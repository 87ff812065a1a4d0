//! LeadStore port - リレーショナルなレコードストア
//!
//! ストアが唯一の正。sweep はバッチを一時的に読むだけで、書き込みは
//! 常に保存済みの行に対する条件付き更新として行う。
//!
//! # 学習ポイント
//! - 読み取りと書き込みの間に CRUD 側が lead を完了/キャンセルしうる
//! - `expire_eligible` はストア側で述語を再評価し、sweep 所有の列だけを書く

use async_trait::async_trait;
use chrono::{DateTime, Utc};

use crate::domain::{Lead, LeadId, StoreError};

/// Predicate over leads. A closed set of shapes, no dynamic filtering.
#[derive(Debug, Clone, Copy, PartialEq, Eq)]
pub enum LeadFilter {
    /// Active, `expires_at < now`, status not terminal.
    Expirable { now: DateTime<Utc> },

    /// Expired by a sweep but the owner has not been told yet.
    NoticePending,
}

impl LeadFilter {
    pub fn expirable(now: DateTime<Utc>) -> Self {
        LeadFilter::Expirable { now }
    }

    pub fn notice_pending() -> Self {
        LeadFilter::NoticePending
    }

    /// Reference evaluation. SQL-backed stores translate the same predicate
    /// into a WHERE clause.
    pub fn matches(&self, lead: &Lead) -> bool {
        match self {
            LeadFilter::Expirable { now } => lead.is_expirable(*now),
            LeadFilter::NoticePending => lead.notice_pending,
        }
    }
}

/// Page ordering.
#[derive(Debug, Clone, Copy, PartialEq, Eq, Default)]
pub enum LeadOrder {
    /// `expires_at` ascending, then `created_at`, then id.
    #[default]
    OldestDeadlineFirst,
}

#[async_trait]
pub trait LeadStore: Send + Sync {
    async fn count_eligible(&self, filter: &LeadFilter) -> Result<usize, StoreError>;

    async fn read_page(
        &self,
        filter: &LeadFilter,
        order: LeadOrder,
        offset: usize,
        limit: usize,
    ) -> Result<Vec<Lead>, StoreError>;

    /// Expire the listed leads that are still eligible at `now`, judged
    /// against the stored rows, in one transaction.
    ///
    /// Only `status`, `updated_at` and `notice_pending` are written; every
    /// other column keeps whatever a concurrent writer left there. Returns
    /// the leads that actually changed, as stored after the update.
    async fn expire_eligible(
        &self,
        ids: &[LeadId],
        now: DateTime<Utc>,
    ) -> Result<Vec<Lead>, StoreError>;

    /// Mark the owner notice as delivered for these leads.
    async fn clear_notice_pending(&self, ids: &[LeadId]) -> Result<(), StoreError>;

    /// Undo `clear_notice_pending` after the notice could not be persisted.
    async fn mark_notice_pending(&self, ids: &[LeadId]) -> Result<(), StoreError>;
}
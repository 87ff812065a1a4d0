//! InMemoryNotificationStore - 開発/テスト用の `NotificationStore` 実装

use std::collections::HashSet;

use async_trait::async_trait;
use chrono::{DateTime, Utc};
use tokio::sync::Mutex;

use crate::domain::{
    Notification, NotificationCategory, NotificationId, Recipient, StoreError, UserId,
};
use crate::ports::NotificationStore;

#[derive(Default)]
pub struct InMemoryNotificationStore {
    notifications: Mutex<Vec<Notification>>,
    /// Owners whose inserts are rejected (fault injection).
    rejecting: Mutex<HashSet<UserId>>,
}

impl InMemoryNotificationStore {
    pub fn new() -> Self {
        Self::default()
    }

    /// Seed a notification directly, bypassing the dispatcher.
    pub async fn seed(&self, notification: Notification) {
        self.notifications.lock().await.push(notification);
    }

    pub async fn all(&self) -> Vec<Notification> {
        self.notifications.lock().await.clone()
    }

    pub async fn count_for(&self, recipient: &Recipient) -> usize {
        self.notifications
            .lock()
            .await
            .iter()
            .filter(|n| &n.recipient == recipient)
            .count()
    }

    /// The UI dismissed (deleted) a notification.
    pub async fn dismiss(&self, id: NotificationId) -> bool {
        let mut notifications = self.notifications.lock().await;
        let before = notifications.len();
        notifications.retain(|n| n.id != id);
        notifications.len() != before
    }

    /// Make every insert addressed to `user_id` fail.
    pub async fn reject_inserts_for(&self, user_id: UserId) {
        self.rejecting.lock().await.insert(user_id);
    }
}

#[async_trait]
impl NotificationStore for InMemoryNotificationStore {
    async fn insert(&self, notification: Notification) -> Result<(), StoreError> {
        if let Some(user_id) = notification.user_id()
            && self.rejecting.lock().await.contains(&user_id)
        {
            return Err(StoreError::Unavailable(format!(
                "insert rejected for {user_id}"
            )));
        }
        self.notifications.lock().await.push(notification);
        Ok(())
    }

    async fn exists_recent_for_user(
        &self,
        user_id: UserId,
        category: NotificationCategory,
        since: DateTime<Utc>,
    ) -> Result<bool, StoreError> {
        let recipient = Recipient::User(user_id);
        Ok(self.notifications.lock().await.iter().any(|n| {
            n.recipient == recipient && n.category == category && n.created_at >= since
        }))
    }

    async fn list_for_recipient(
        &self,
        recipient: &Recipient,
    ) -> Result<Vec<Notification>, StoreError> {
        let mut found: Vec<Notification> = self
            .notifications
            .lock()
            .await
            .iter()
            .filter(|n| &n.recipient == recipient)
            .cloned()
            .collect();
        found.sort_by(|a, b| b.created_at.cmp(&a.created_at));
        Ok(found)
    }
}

§ §

Wherever the word "crate" appears in a line of the records, count that line. Say how many there are, with no other words.

**REPLY**
3